Reproduce only the stretch of entries below that begins at the first line and ends at the line holding "pub const NEW_GOAL_VIEW: &str".

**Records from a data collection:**
☆ ☆ ☆

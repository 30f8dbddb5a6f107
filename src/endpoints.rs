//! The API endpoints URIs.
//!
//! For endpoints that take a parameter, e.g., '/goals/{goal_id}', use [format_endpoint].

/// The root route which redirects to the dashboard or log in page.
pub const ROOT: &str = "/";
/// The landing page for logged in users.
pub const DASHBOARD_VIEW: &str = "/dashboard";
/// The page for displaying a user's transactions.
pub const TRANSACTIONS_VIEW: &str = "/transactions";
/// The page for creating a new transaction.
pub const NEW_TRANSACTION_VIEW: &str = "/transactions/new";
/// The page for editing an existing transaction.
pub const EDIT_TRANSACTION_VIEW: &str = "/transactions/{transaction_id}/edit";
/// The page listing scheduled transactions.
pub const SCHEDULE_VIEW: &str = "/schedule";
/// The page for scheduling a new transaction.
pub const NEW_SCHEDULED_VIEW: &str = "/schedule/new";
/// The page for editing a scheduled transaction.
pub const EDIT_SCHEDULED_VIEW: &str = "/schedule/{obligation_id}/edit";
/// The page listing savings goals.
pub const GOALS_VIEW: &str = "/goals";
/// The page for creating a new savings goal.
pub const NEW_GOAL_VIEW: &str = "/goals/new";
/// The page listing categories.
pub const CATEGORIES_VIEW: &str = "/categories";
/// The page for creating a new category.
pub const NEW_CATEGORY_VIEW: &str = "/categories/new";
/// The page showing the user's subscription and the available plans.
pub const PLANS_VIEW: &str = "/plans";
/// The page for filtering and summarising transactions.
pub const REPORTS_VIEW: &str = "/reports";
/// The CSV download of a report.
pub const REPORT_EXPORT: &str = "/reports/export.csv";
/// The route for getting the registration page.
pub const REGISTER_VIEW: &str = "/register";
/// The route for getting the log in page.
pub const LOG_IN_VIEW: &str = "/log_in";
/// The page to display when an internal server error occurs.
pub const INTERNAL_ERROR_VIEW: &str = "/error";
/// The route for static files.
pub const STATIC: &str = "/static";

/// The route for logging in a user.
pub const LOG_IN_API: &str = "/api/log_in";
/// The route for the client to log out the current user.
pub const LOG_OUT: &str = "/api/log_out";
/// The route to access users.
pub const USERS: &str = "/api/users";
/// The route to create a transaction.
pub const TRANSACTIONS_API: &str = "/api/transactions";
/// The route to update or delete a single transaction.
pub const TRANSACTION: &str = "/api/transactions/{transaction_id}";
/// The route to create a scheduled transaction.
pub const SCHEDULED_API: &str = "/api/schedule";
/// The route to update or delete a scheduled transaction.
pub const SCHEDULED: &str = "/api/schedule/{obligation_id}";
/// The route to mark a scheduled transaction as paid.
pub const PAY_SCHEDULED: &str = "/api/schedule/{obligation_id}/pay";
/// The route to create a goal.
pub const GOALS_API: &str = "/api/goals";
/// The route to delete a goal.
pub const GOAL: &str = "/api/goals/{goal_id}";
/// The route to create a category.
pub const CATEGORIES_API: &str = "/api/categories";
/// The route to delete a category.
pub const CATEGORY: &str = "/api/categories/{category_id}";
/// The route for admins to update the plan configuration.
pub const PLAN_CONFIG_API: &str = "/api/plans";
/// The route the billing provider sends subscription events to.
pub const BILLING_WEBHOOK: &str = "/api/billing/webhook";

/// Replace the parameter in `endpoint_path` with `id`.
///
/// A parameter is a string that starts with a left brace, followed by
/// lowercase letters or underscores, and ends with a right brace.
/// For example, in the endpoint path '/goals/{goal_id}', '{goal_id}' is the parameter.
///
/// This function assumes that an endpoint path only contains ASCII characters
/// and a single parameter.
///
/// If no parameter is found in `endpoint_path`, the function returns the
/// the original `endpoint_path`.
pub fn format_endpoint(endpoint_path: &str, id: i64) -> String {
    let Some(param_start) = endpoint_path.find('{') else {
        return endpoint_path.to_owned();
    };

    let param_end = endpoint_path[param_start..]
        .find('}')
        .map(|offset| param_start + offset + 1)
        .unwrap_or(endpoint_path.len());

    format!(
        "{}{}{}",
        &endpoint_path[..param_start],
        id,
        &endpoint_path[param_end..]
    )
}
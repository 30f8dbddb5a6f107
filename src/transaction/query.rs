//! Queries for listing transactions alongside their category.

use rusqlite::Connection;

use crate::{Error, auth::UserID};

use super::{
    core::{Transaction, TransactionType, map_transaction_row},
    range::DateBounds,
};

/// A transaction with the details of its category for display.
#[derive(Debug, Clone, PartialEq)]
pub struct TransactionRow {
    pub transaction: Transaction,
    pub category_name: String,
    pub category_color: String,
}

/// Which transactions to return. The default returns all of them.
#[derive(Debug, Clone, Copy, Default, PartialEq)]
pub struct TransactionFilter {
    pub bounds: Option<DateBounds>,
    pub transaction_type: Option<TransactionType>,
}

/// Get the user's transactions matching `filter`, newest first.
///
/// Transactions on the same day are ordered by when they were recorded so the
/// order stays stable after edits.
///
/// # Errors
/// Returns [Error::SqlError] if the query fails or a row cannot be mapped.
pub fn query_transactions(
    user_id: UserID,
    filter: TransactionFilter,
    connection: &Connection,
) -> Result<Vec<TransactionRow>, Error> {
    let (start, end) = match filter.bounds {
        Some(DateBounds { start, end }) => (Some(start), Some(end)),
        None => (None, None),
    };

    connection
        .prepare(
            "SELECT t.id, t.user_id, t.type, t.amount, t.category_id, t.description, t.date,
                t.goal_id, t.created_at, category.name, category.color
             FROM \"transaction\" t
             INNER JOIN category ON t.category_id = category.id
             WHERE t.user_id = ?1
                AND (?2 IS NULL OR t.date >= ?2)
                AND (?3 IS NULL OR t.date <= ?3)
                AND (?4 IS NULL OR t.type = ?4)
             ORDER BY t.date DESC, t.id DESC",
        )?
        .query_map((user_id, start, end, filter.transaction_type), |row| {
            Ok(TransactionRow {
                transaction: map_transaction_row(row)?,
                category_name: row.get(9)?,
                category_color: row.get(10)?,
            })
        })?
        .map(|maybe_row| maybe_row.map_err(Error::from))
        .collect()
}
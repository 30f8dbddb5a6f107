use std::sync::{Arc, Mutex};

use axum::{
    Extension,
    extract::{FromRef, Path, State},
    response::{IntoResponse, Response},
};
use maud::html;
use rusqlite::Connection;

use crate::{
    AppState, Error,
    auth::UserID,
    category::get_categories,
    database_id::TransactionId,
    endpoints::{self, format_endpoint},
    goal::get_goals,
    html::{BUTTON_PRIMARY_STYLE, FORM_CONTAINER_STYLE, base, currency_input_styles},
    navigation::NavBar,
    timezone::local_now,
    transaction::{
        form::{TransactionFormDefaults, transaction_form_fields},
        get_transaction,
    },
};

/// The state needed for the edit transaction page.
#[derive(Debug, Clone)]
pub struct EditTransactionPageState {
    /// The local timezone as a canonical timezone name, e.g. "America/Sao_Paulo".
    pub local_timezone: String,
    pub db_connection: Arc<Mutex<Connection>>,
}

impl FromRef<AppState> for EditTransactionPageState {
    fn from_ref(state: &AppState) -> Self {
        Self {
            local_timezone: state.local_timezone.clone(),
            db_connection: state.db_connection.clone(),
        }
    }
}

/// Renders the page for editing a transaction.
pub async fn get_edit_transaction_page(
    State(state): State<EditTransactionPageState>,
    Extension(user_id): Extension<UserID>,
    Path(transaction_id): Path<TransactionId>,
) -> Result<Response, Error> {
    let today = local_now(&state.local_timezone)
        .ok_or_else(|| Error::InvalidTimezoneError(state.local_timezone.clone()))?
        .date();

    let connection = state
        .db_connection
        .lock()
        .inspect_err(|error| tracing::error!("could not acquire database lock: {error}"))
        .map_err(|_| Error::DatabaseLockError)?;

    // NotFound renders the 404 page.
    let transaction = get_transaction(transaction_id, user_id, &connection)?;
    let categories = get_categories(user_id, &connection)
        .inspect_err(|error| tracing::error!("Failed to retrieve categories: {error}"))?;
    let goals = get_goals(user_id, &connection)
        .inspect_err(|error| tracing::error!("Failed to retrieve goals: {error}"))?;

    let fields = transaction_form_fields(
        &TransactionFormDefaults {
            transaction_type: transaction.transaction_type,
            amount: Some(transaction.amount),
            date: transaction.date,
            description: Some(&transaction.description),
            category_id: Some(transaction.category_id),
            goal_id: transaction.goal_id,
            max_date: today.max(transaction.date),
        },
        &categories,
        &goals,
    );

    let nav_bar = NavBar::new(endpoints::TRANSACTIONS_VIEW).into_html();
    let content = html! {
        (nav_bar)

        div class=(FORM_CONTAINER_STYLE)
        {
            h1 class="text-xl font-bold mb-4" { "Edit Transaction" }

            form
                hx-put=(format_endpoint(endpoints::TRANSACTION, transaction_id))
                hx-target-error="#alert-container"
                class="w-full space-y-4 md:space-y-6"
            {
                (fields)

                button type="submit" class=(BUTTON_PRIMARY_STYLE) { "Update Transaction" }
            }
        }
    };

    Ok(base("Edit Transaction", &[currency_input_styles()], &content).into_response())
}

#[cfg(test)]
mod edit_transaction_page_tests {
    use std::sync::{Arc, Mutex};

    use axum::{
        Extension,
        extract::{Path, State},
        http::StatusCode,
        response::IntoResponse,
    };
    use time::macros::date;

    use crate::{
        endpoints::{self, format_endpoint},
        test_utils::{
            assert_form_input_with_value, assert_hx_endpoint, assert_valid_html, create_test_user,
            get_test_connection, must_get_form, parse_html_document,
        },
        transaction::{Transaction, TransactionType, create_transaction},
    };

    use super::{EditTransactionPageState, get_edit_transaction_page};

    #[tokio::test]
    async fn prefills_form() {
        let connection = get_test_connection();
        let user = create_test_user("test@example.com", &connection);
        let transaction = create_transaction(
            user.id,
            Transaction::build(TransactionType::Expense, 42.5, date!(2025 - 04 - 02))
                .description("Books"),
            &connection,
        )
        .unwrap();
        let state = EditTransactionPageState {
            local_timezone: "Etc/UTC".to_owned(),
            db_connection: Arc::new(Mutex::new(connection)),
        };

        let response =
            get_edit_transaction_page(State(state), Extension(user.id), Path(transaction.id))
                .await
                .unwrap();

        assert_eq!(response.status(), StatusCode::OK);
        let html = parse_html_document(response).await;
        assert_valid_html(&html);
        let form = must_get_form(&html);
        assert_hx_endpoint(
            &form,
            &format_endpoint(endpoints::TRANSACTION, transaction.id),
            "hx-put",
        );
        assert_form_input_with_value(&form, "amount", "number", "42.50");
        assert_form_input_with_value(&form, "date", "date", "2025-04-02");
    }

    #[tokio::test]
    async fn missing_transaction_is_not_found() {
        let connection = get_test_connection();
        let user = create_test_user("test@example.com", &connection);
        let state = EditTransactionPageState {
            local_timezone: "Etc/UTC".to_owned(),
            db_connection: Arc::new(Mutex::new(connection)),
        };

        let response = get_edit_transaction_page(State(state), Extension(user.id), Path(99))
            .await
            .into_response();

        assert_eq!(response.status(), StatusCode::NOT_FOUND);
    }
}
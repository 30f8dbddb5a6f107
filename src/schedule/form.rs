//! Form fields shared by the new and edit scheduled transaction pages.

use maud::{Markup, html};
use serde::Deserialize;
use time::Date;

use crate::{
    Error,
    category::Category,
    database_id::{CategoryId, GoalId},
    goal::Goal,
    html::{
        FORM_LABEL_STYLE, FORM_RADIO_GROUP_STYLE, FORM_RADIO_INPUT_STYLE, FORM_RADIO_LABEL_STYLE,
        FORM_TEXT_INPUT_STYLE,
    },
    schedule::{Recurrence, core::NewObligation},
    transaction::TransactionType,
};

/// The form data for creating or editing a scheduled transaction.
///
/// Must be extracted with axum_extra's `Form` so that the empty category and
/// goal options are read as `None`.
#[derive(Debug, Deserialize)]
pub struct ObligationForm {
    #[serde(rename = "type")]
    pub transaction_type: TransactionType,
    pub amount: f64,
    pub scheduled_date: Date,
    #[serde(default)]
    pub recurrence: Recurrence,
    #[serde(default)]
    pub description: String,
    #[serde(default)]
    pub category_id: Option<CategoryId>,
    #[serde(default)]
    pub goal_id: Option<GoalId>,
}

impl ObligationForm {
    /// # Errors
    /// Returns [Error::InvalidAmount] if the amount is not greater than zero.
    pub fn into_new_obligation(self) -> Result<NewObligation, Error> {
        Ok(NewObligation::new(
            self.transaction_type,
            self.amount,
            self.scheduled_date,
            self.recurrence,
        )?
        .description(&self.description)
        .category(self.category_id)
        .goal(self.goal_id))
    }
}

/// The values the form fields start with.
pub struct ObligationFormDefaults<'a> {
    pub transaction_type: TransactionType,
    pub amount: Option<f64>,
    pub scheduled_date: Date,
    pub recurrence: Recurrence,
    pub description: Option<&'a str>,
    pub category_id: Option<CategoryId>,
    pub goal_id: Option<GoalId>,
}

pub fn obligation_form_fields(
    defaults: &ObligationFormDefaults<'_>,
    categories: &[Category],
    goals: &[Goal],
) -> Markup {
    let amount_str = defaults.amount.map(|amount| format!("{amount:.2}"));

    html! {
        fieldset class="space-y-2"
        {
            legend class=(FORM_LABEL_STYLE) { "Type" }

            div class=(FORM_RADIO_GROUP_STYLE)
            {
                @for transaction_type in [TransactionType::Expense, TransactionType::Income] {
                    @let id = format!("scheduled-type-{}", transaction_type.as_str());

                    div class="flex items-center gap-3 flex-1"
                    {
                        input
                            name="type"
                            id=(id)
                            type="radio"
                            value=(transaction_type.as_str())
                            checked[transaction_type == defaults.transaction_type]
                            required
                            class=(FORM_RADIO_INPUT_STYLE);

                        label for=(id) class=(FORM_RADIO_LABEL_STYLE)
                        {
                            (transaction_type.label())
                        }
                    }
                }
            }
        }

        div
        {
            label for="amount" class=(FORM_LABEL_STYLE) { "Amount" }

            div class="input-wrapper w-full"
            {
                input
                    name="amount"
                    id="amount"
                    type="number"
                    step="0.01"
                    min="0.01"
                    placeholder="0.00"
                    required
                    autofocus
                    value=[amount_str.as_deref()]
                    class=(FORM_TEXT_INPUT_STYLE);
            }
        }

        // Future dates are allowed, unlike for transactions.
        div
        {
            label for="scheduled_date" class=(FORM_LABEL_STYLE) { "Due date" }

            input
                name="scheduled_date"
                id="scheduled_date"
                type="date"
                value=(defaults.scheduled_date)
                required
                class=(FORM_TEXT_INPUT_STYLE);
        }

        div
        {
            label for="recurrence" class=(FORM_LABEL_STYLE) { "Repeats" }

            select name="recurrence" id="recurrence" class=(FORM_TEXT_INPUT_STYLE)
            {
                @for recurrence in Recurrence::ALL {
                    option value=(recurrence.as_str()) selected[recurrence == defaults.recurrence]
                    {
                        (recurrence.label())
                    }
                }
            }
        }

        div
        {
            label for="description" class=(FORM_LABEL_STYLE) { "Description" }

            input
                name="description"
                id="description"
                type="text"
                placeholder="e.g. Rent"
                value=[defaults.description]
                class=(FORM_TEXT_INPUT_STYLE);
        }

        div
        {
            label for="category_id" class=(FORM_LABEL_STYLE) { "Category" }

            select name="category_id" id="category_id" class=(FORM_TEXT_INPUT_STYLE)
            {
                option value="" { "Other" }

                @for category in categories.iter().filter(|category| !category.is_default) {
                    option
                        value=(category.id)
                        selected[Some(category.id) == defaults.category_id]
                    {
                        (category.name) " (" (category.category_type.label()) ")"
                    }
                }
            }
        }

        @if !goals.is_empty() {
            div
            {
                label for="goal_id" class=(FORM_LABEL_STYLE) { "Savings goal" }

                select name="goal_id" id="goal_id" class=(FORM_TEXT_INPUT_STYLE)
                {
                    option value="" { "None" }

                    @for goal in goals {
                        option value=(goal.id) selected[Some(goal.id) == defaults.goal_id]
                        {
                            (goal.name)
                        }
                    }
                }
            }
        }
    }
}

☆ ☆ ☆

**Result:**
repository 30f8dbddb5a6f107
filename src/endpoints.rs
//! The API endpoints URIs.
//!
//! For endpoints that take a parameter, e.g., '/goals/{goal_id}', use [format_endpoint].

/// The root route which redirects to the dashboard or log in page.
pub const ROOT: &str = "/";
/// The landing page for logged in users.
pub const DASHBOARD_VIEW: &str = "/dashboard";
/// The page for displaying a user's transactions.
pub const TRANSACTIONS_VIEW: &str = "/transactions";
/// The page for creating a new transaction.
pub const NEW_TRANSACTION_VIEW: &str = "/transactions/new";
/// The page for editing an existing transaction.
pub const EDIT_TRANSACTION_VIEW: &str = "/transactions/{transaction_id}/edit";
/// The page listing scheduled transactions.
pub const SCHEDULE_VIEW: &str = "/schedule";
/// The page for scheduling a new transaction.
pub const NEW_SCHEDULED_VIEW: &str = "/schedule/new";
/// The page for editing a scheduled transaction.
pub const EDIT_SCHEDULED_VIEW: &str = "/schedule/{obligation_id}/edit";
/// The page listing savings goals.
pub const GOALS_VIEW: &str = "/goals";
/// The page for creating a new savings goal.
pub const NEW_GOAL_VIEW: &str = "/goals/new";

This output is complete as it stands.